Step 3: Reshaping for Multiple Heads

This is where the multi-head logic begins. We must prepare the Q, K, and V matrices for the separate attention heads.

We split the output dimension ($D_{out}$) into ($N_{heads}, H_{dim}$). The matrix shape changes from (B, T, $D_{out}$) to: $$(B, \text{Number of Tokens}, \mathbf{N_{heads}}, \mathbf{H_{dim}})$$

This reshaping means that the vector for each token is now visually split into sections, one for each head.

Step 4: Grouping by Head (Transposing)

Currently, the matrix is grouped by the Number of Tokens. To perform parallel calculations for each head, we must group the matrices by the Number of Heads.

We interchange the Token dimension and the Head dimension (a process called transposing). The shape becomes: $$(B, \mathbf{N_{heads}}, \text{Number of Tokens}, H_{dim})$$

Now, all the data for Head 1 is together, all data for Head 2 is together, and so on. This setup is crucial for the next calculation.

Step 5: Calculating Attention Scores

With the matrices grouped by head, we compute the Attention Scores by taking the dot product between the Queries and the Keys transpose for each head.

Head 1: $Q_1 \times K_1^T$
Head 2: $Q_2 \times K_2^T$
...and so on.

The resultant Attention Scores Matrix has the shape: $$(B, N_{heads}, \text{Number of Tokens}, \text{Number of Tokens})$$ This step gives us multiple attention scores matrices—one for each head—where each matrix captures a different perspective.

Step 6: Normalizing Attention Scores (Attention Weights)

Attention scores must be processed to become Attention Weights.
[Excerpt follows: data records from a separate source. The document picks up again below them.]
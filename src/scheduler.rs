use std::future::Future;
use std::path::{Path, PathBuf};
use std::sync::Arc;
use std::time::{Duration, Instant, SystemTime};

use ahash::AHashMap;
use rand::rngs::StdRng;
use rand::SeedableRng;
use tokio::sync::mpsc;

use crate::classify::process_message;
use crate::core::Core;
use crate::message::SinkMessage;
use crate::model::ProbabilityModel;

// One of the fixed execution slots. The slot carries the worker's
// dedicated HTTP client and travels through a channel: receiving it is
// acquiring the slot, sending it back releases it.
pub struct WorkerSlot {
    pub id: usize,
    pub http: reqwest::Client,
}

struct Completion {
    seq: u64,
    line: String,
}

pub struct DispatchSummary {
    pub done: usize,
    pub timed_out: Vec<String>,
}

// Run `worker` over every file with at most `slots.len()` in flight.
// Completed log lines are emitted in completion order, which is not the
// submission order. Workers still busy when the drain timeout expires are
// logged and abandoned; their slot is simply never handed out again.
pub async fn dispatch<F, Fut>(
    files: Vec<PathBuf>,
    slots: Vec<WorkerSlot>,
    drain_timeout: Duration,
    worker: F,
) -> DispatchSummary
where
    F: Fn(WorkerSlot, PathBuf) -> Fut,
    Fut: Future<Output = (WorkerSlot, String)> + Send + 'static,
{
    let concurrency = slots.len().max(1);
    let (slot_tx, mut slot_rx) = mpsc::channel::<WorkerSlot>(concurrency);
    let (done_tx, mut done_rx) = mpsc::channel::<Completion>(concurrency * 2);
    for slot in slots {
        let _ = slot_tx.send(slot).await;
    }

    let mut in_flight: AHashMap<u64, String> = AHashMap::new();
    let mut done = 0;
    let mut seq = 0;

    for path in files {
        // Blocks until a worker slot is free again
        let Some(slot) = slot_rx.recv().await else {
            break;
        };
        seq += 1;
        in_flight.insert(seq, path.display().to_string());

        let task = worker(slot, path);
        let slot_tx = slot_tx.clone();
        let done_tx = done_tx.clone();
        tokio::spawn(async move {
            let (slot, line) = task.await;
            let _ = slot_tx.send(slot).await;
            let _ = done_tx.send(Completion { seq, line }).await;
        });

        while let Ok(completion) = done_rx.try_recv() {
            emit(&mut in_flight, &mut done, completion);
        }
    }

    // Join the stragglers, bounded by the drain timeout
    let deadline = tokio::time::Instant::now() + drain_timeout;
    while !in_flight.is_empty() {
        match tokio::time::timeout_at(deadline, done_rx.recv()).await {
            Ok(Some(completion)) => emit(&mut in_flight, &mut done, completion),
            Ok(None) | Err(_) => break,
        }
    }

    let mut timed_out: Vec<String> = in_flight.into_values().collect();
    timed_out.sort();
    for file in &timed_out {
        tracing::warn!(
            context = "scheduler",
            event = "timeout",
            file = file.as_str(),
            "Worker still busy at drain timeout, abandoning slot."
        );
    }

    DispatchSummary { done, timed_out }
}

fn emit(in_flight: &mut AHashMap<u64, String>, done: &mut usize, completion: Completion) {
    in_flight.remove(&completion.seq);
    *done += 1;
    tracing::info!("{}", completion.line);
}

// Consume one spool file end to end: read, unlink (or archive), parse,
// classify, act. The file is gone before any network I/O happens, so a
// crash mid-processing can never replay a delivery.
pub async fn process_file(
    core: &Core,
    model: &ProbabilityModel,
    http: &reqwest::Client,
    path: &Path,
) -> String {
    let name = path
        .file_name()
        .map(|name| name.to_string_lossy().into_owned())
        .unwrap_or_else(|| path.display().to_string());

    let raw = match tokio::fs::read(path).await {
        Ok(raw) => raw,
        Err(err) => {
            core.store.increment("skipped").await;
            return format!("{name},,,!Failed to read: {err}");
        }
    };

    let message = SinkMessage::parse(&raw);
    let archive = message.as_ref().map_or(false, |m| m.archive_requested());
    if let Err(err) = consume(core, path, &name, archive).await {
        core.store.increment("skipped").await;
        return format!("{name},,,!Failed to consume: {err}");
    }

    match message {
        Some(message) => {
            let mut rng = StdRng::from_entropy();
            process_message(core, model, http, &name, &message, &mut rng).await
        }
        None => {
            core.store.increment("skipped").await;
            format!("{name},,,!Malformed message")
        }
    }
}

async fn consume(core: &Core, path: &Path, name: &str, archive: bool) -> std::io::Result<()> {
    if archive {
        if let Some(archive_path) = &core.config.archive_path {
            tokio::fs::create_dir_all(archive_path).await?;
            return tokio::fs::rename(path, archive_path.join(name)).await;
        }
    }
    tokio::fs::remove_file(path).await
}

// Process a backlog of spool files under the batch-wide bookkeeping:
// first-run marker, per-minute arrival series, retention trim and the
// closing summary line. A configuration problem halts the batch before
// any file is touched.
pub async fn run_batch(core: Arc<Core>, files: Vec<PathBuf>) -> crate::config::Result<()> {
    let started_at = Instant::now();
    let started = SystemTime::now()
        .duration_since(SystemTime::UNIX_EPOCH)
        .map_or(0, |d| d.as_secs());

    let model = Arc::new(ProbabilityModel::build_today(
        &core.config.model,
        &core.config.cohort,
        started,
    )?);

    if core.store.get_text("startedRunning").await.is_none() {
        let marker = mail_parser::DateTime::from_timestamp(started as i64).to_rfc3339();
        core.store.set_text("startedRunning", &marker, None).await;
        tracing::info!(
            context = "batch",
            event = "first-run",
            started = marker.as_str(),
        );
    }

    let mut slots = Vec::with_capacity(core.config.concurrency);
    for id in 0..core.config.concurrency {
        slots.push(WorkerSlot {
            id,
            http: core.http_client()?,
        });
    }

    tracing::info!(
        context = "batch",
        event = "start",
        files = files.len(),
        concurrency = slots.len(),
    );

    let worker_core = core.clone();
    let worker_model = model.clone();
    let summary = dispatch(
        files,
        slots,
        core.config.drain_timeout,
        move |slot, path| {
            let core = worker_core.clone();
            let model = worker_model.clone();
            async move {
                let line = process_file(&core, &model, &slot.http, &path).await;
                (slot, line)
            }
        },
    )
    .await;

    core.store
        .delete_ts_older_than(started.saturating_sub(core.config.results.retention.as_secs()))
        .await;

    let elapsed = started_at.elapsed().as_secs_f64();
    tracing::info!(
        context = "batch",
        event = "done",
        done = summary.done,
        timed_out = summary.timed_out.len(),
        run_time = format!("{elapsed:.3}").as_str(),
        rate = format!("{:.3}", summary.done as f64 / elapsed.max(f64::EPSILON)).as_str(),
    );

    Ok(())
}

// Single-message variant used for stdin ingestion; there is no spool file
// to consume.
pub async fn run_buffer(core: Arc<Core>, name: &str, raw: &[u8]) -> crate::config::Result<()> {
    let now = SystemTime::now()
        .duration_since(SystemTime::UNIX_EPOCH)
        .map_or(0, |d| d.as_secs());
    let model = ProbabilityModel::build_today(&core.config.model, &core.config.cohort, now)?;
    let http = core.http_client()?;

    let line = match SinkMessage::parse(raw) {
        Some(message) => {
            let mut rng = StdRng::from_entropy();
            process_message(&core, &model, &http, name, &message, &mut rng).await
        }
        None => {
            core.store.increment("skipped").await;
            format!("{name},,,!Malformed message")
        }
    };
    tracing::info!("{line}");
    Ok(())
}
Scaling: We divide the attention scores by $\sqrt{H_{dim}}$. This simple step is vital to keep the mathematical variance stable during training.
Causal Attention: Since we are building an LLM that predicts the next token, we cannot allow it to "peek" into the future. We use a mask to set all attention scores related to future tokens to negative infinity ($-\infty$).
Softmax: We apply the Softmax function. Softmax ensures that the weights for any given token sum up to 1.
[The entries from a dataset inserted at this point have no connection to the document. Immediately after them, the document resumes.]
use std::borrow::Cow;
use std::net::IpAddr;

use mail_parser::{Address, HeaderName, HeaderValue, Message, MessageParser};

// Inbound message headers with special meaning to the sink
pub const HDR_FBL_TOKEN: &str = "X-MSFBL";
pub const HDR_SINK_MARKER: &str = "X-Sink";

pub struct SinkMessage<'x> {
    pub raw: &'x [u8],
    inner: Message<'x>,
}

impl<'x> SinkMessage<'x> {
    pub fn parse(raw: &'x [u8]) -> Option<Self> {
        MessageParser::default()
            .parse(raw)
            .map(|inner| SinkMessage { raw, inner })
    }

    pub fn to_address(&self) -> Option<&str> {
        self.inner.to().and_then(first_address)
    }

    pub fn from_address(&self) -> Option<&str> {
        self.inner.from().and_then(first_address)
    }

    // Return-Path with any angle brackets removed
    pub fn return_path(&self) -> Option<&str> {
        match self.inner.header("Return-Path")? {
            HeaderValue::Address(address) => first_address(address),
            HeaderValue::Text(text) => {
                let text = text
                    .as_ref()
                    .trim()
                    .trim_start_matches('<')
                    .trim_end_matches('>');
                if !text.is_empty() {
                    Some(text)
                } else {
                    None
                }
            }
            _ => None,
        }
    }

    pub fn auth_results(&self) -> Option<&str> {
        self.inner
            .header("Authentication-Results")
            .and_then(|value| value.as_text())
    }

    pub fn dkim_pass(&self) -> bool {
        self.auth_results()
            .map_or(false, |auth| auth.contains("dkim=pass"))
    }

    pub fn spf_pass(&self) -> bool {
        self.auth_results()
            .map_or(false, |auth| auth.contains("spf=pass"))
    }

    pub fn fbl_token(&self) -> Option<&str> {
        self.inner
            .header(HDR_FBL_TOKEN)
            .and_then(|value| value.as_text())
    }

    // A sink marker of "archive" asks for the spool file to be kept
    pub fn archive_requested(&self) -> bool {
        self.inner
            .header(HDR_SINK_MARKER)
            .and_then(|value| value.as_text())
            .map_or(false, |value| value.eq_ignore_ascii_case("archive"))
    }

    // Source IP taken from the topmost Received header that carries one
    pub fn source_ip(&self) -> Option<IpAddr> {
        self.inner.headers().iter().find_map(|header| {
            if let (HeaderName::Received, HeaderValue::Received(received)) =
                (&header.name, &header.value)
            {
                received.from_ip()
            } else {
                None
            }
        })
    }

    pub fn subject(&self) -> Option<&str> {
        self.inner.subject()
    }

    pub fn date_rfc822(&self) -> Option<String> {
        self.inner.date().map(|date| date.to_rfc822())
    }

    pub fn html_body(&'x self) -> Option<Cow<'x, str>> {
        self.inner.body_html(0)
    }
}

fn first_address<'x>(address: &'x Address<'x>) -> Option<&'x str> {
    match address {
        Address::List(list) => list.first().and_then(|addr| addr.address.as_deref()),
        Address::Group(groups) => groups
            .first()
            .and_then(|group| group.addresses.first())
            .and_then(|addr| addr.address.as_deref()),
    }
}

pub trait AddressPart {
    fn local_part(&self) -> &str;
    fn domain_part(&self) -> &str;
    fn subdomain_part(&self) -> &str;
    fn cohort_digit(&self, traffic_prefix: &str) -> Option<u8>;
}

impl AddressPart for str {
    fn local_part(&self) -> &str {
        self.rsplit_once('@').map_or(self, |(local, _)| local)
    }

    fn domain_part(&self) -> &str {
        self.rsplit_once('@').map_or("", |(_, domain)| domain)
    }

    // Label before the first dot of the domain part
    fn subdomain_part(&self) -> &str {
        self.domain_part()
            .split_once('.')
            .map_or(self.domain_part(), |(label, _)| label)
    }

    // Trailing digit of the local part (any +tag removed), only for
    // recipients generated with the configured traffic prefix.
    fn cohort_digit(&self, traffic_prefix: &str) -> Option<u8> {
        let local = self.local_part();
        let local = local.split_once('+').map_or(local, |(name, _)| name);
        if traffic_prefix.is_empty() || !local.starts_with(traffic_prefix) {
            return None;
        }
        local
            .chars()
            .next_back()
            .filter(|c| c.is_ascii_digit())
            .map(|c| c as u8 - b'0')
    }
}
The result is the Attention Weights Matrix, which retains the same shape: (B, $N_{heads}$, T, T).

Step 7: Calculating Context Vectors

We use the Attention Weights to influence the values. We multiply the Attention Weights Matrix by the Values (V) Matrix. $$Context = Attention Weights \times V$$

This results in a set of Context Vector Matrices. The shape remains: (B, $N_{heads}$, T, $H_{dim}$).

The context vector for each token is now much richer because it includes information about how it relates to other tokens, filtered by the perspective of that specific head.

Step 8: Merging the Heads

The final step is to merge the outputs from all the different heads back together.

First, we transpose the context matrix back to group by tokens, returning the shape to (B, T, $N_{heads}$, $H_{dim}$). Then, we merge the last two dimensions ($N_{heads}$ and $H_{dim}$). Since $N_{heads} \times H_{dim} = D_{out}$, the final output matrix shape is: $$(B, \text{Number of Tokens}, \mathbf{D_{out}})$$

The output shape looks the same as if we used only one head. However, this final context matrix is much richer because it contains the multiple perspectives captured by Head 1, Head 2, and all other heads.